*About this task*
Copy each entry as written.

(Data entries)
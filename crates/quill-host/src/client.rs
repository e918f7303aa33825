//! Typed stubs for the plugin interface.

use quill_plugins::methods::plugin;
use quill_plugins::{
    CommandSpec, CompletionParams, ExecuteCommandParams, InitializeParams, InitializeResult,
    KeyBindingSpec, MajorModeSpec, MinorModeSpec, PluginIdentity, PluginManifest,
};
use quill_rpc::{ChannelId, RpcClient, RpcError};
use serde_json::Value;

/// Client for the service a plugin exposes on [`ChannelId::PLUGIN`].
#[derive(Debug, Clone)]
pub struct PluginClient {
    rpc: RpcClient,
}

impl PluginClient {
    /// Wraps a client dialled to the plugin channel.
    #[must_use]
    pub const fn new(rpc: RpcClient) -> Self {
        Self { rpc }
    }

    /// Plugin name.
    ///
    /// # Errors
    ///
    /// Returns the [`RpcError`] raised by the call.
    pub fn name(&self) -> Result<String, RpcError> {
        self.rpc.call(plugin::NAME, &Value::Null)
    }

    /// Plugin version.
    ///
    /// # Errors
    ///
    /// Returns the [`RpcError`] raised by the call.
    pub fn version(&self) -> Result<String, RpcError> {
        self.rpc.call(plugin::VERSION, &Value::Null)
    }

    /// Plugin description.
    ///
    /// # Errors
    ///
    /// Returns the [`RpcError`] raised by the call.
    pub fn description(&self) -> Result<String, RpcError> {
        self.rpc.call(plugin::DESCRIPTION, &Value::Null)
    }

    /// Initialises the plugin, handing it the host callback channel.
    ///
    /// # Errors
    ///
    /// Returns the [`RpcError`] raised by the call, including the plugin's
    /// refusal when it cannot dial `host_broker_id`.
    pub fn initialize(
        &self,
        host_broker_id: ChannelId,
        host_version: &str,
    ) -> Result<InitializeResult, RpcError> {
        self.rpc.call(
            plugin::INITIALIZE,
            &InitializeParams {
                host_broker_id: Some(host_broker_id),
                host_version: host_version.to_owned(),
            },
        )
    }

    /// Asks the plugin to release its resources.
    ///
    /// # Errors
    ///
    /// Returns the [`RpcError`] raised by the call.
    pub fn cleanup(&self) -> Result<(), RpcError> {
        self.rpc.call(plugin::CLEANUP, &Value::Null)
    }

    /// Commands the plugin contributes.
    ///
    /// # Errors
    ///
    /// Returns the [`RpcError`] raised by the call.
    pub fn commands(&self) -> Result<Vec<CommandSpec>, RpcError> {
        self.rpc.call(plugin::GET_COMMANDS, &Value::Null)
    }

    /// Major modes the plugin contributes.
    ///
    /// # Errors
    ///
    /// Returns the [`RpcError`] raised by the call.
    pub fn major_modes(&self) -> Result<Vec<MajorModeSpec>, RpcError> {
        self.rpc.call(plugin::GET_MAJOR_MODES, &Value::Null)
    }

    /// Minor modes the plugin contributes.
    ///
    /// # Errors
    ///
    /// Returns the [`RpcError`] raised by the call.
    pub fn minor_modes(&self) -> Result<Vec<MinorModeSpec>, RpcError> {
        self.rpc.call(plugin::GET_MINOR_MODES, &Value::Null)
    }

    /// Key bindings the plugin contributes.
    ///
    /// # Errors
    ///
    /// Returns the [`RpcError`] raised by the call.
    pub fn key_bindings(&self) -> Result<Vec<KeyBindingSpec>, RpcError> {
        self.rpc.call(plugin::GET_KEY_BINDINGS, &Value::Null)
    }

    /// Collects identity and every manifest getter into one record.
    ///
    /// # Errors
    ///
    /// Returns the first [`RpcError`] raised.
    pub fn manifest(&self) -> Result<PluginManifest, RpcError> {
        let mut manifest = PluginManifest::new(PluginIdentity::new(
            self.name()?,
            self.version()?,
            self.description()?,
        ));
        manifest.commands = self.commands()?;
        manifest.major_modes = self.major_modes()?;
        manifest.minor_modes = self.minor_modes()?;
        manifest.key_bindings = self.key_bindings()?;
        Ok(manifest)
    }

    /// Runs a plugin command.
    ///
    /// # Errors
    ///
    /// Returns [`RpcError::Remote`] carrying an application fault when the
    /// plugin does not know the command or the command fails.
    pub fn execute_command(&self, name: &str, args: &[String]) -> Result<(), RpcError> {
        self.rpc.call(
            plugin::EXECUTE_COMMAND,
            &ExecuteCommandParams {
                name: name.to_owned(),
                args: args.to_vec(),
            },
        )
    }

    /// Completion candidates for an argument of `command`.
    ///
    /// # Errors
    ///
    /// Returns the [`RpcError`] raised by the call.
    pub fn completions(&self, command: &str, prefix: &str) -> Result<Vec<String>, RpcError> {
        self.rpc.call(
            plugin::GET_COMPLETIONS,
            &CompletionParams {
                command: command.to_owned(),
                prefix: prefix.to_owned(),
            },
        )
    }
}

*Response to the exercise*
filename crates/quill-host/src/client.rs
repository e918f7303aa33825
//! Typed stubs for the plugin interface.

use quill_plugins::methods::plugin;
use quill_plugins::{
    CommandSpec, CompletionParams, ExecuteCommandParams, InitializeParams, InitializeResult,
    KeyBindingSpec, MajorModeSpec, MinorModeSpec, PluginIdentity, PluginManifest,
};
use quill_rpc::{ChannelId, RpcClient, RpcError};
use serde_json::Value;

/// Client for the service a plugin exposes on [`ChannelId::PLUGIN`].
#[derive(Debug, Clone)]
pub struct PluginClient {
    rpc: RpcClient,
}

impl PluginClient {
    /// Wraps a client dialled to the plugin channel.
    #[must_use]
    pub const fn new(rpc: RpcClient) -> Self {
        Self { rpc }
    }

    /// Plugin name.
    ///
    /// # Errors
    ///
    /// Returns the [`RpcError`] raised by the call.
    pub fn name(&self) -> Result<String, RpcError> {
        self.rpc.call(plugin::NAME, &Value::Null)
    }

    /// Plugin version.
    ///
    /// # Errors
    ///
    /// Returns the [`RpcError`] raised by the call.
    pub fn version(&self) -> Result<String, RpcError> {
        self.rpc.call(plugin::VERSION, &Value::Null)
    }

    /// Plugin description.
    ///
    /// # Errors
    ///
    /// Returns the [`RpcError`] raised by the call.
    pub fn description(&self) -> Result<String, RpcError> {
        self.rpc.call(plugin::DESCRIPTION, &Value::Null)
    }

    /// Initialises the plugin, handing it the host callback channel.
    ///
    /// # Errors
    ///
    /// Returns the [`RpcError`] raised by the call, including the plugin's
    /// refusal when it cannot dial `host_broker_id`.
    pub fn initialize(
        &self,
        host_broker_id: ChannelId,
        host_version: &str,
    ) -> Result<InitializeResult, RpcError> {
        self.rpc.call(
            plugin::INITIALIZE,
            &InitializeParams {
                host_broker_id: Some(host_broker_id),
                host_version: host_version.to_owned(),
            },
        )
    }

    /// Asks the plugin to release its resources.
    ///
    /// # Errors
    ///
    /// Returns the [`RpcError`] raised by the call.
    pub fn cleanup(&self) -> Result<(), RpcError> {
        self.rpc.call(plugin::CLEANUP, &Value::Null)
    }

    /// Commands the plugin contributes.
    ///
    /// # Errors
    ///
    /// Returns the [`RpcError`] raised by the call.
    pub fn commands(&self) -> Result<Vec<CommandSpec>, RpcError> {
        self.rpc.call(plugin::GET_COMMANDS, &Value::Null)
    }

    /// Major modes the plugin contributes.
    ///
    /// # Errors
    ///
    /// Returns the [`RpcError`] raised by the call.
    pub fn major_modes(&self) -> Result<Vec<MajorModeSpec>, RpcError> {
        self.rpc.call(plugin::GET_MAJOR_MODES, &Value::Null)
    }

    /// Minor modes the plugin contributes.
    ///
    /// # Errors
    ///
    /// Returns the [`RpcError`] raised by the call.
    pub fn minor_modes(&self) -> Result<Vec<MinorModeSpec>, RpcError> {
        self.rpc.call(plugin::GET_MINOR_MODES, &Value::Null)
    }

    /// Key bindings the plugin contributes.
    ///
    /// # Errors
    ///
    /// Returns the [`RpcError`] raised by the call.
    pub fn key_bindings(&self) -> Result<Vec<KeyBindingSpec>, RpcError> {
        self.rpc.call(plugin::GET_KEY_BINDINGS, &Value::Null)
    }

    /// Collects identity and every manifest getter into one record.
    ///
    /// # Errors
    ///
    /// Returns the first [`RpcError`] raised.
    pub fn manifest(&self) -> Result<PluginManifest, RpcError> {
        let mut manifest = PluginManifest::new(PluginIdentity::new(
            self.name()?,
            self.version()?,
            self.description()?,
        ));
        manifest.commands = self.commands()?;
        manifest.major_modes = self.major_modes()?;
        manifest.minor_modes = self.minor_modes()?;
        manifest.key_bindings = self.key_bindings()?;
        Ok(manifest)
    }

    /// Runs a plugin command.
    ///
    /// # Errors
    ///
    /// Returns [`RpcError::Remote`] carrying an application fault when the
    /// plugin does not know the command or the command fails.
    pub fn execute_command(&self, name: &str, args: &[String]) -> Result<(), RpcError> {
        self.rpc.call(
            plugin::EXECUTE_COMMAND,
            &ExecuteCommandParams {
                name: name.to_owned(),
                args: args.to_vec(),
            },
        )
    }

    /// Completion candidates for an argument of `command`.
    ///
    /// # Errors
    ///
    /// Returns the [`RpcError`] raised by the call.
    pub fn completions(&self, command: &str, prefix: &str) -> Result<Vec<String>, RpcError> {
        self.rpc.call(
            plugin::GET_COMPLETIONS,
            &CompletionParams {
                command: command.to_owned(),
                prefix: prefix.to_owned(),
            },
        )
    }
}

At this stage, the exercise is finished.